Furthermore, the Pharmacy Technician responsible for filling the unit dose machine needs to be involved, as they can shed light on the medication dispensing process, potential labeling errors, and machine malfunction issues that predispose to medication errors (Weingart et al., 2015). Understanding how medications are prepared and stored is crucial for identifying process flaws. Similarly, the Pharmacy Supervisor and the Pharmacist involved in the medication order are essential interviewees, providing insight into pharmacy workflows, error prevention procedures, and potential points of failure (Varkevisser et al., 2019).

Including the Director of Quality Management is also vital; this individual typically oversees patient safety initiatives and can facilitate the structured analysis of incident data, contributing to the formulation of targeted interventions (Patterson et al., 2016). Although the Pharmacy Technician in the pharmacy could provide valuable information, the Education Coordinator is less likely to be involved directly unless staff training is identified as a team to remedy knowledge gaps after root cause identification.

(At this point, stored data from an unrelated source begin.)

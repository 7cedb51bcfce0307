use std::fmt;

use thiserror::Error;

#[derive(Debug, Clone, Copy, Default, PartialEq, Eq, Hash)]
pub struct Color {
    pub r: u8,
    pub g: u8,
    pub b: u8,
    pub a: u8,
}

pub const TRANSPARENT: Color = Color::rgba(0, 0, 0, 0);
pub const BLACK: Color = Color::rgba(0, 0, 0, 255);
pub const WHITE: Color = Color::rgba(255, 255, 255, 255);
pub const RED: Color = Color::rgba(255, 0, 0, 255);
pub const GREEN: Color = Color::rgba(0, 255, 0, 255);
pub const BLUE: Color = Color::rgba(0, 0, 255, 255);
pub const YELLOW: Color = Color::rgba(255, 255, 0, 255);

impl Color {
    pub const fn rgba(r: u8, g: u8, b: u8, a: u8) -> Self {
        Self { r, g, b, a }
    }

    pub const fn from_rgba(rgba: [u8; 4]) -> Self {
        Self::rgba(rgba[0], rgba[1], rgba[2], rgba[3])
    }

    pub const fn to_rgba(self) -> [u8; 4] {
        [self.r, self.g, self.b, self.a]
    }
}

impl fmt::Display for Color {
    fn fmt(&self, f: &mut fmt::Formatter<'_>) -> fmt::Result {
        write!(f, "rgba({},{},{},{})", self.r, self.g, self.b, self.a)
    }
}

#[derive(Debug, Clone, Copy, PartialEq, Eq, Error)]
pub enum ColorError {
    #[error("hitbox colors must be fully opaque, got alpha {alpha}")]
    Translucent { alpha: u8 },
}

/// Identity color stamped into the hit surface. Alpha is always 255.
#[derive(Debug, Clone, Copy, PartialEq, Eq, Hash)]
pub struct HitboxColor(Color);

impl HitboxColor {
    pub const fn rgb(r: u8, g: u8, b: u8) -> Self {
        Self(Color::rgba(r, g, b, 255))
    }

    pub const fn color(self) -> Color {
        self.0
    }

    pub const fn to_rgba(self) -> [u8; 4] {
        self.0.to_rgba()
    }

    pub fn matches(self, pixel: Color) -> bool {
        self.0 == pixel
    }
}

impl TryFrom<Color> for HitboxColor {
    type Error = ColorError;

    fn try_from(color: Color) -> Result<Self, Self::Error> {
        if color.a != 255 {
            return Err(ColorError::Translucent { alpha: color.a });
        }
        Ok(Self(color))
    }
}

impl From<HitboxColor> for Color {
    fn from(color: HitboxColor) -> Self {
        color.0
    }
}

impl fmt::Display for HitboxColor {
    fn fmt(&self, f: &mut fmt::Formatter<'_>) -> fmt::Result {
        self.0.fmt(f)
    }
}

In this scenario, the Healthcare staff must work collaboratively, focusing on systemic issues rather than individual blame. The team’s collective efforts facilitate a comprehensive understanding of the error chain, leading to effective corrective actions such as process redesign, staff education, or technology improvements. Engaging diverse perspectives from clinical, pharmacy, and administrative disciplines ensures that solutions address the frontline realities and systemic vulnerabilities, improving overall medication safety and patient outcomes in the long term (Berwick et al., 2016).

References

  • Blum, K., & Milne, B. (2016). Communication errors and medication safety in healthcare. Journal of Healthcare Safety, 22(4), 234-245.
  • Carayon, P., et al. (2015). Human factors systems approach to healthcare safety. Applied Ergonomics, 44(3), 385-392.
  • Patterson, E. S., et al. (2016). The importance of a multidisciplinary approach to root cause analysis. Journal of Safety Research, 58, 1-7.
  • Siegal, D. M., et al. (2018). Risk management strategies in healthcare. Quality & Safety in Health Care, 27(7), 543-548.
  • Varkevisser, M. M., et al. (2019). Assessment of pharmacy workflows and medication safety. Pharmacy Practice, 17(1), 1420.
  • Weingart, S. N., et al. (2015). Medication error prevention: insights from human factors engineering. Journal of Patient Safety, 11(3), 146-154.
  • Westbrook, J. I., et al. (2017). The effects of staffing and workload on medication errors. BMJ Quality & Safety, 26(4), 235-44.
  • Additional references as needed to support the discussion.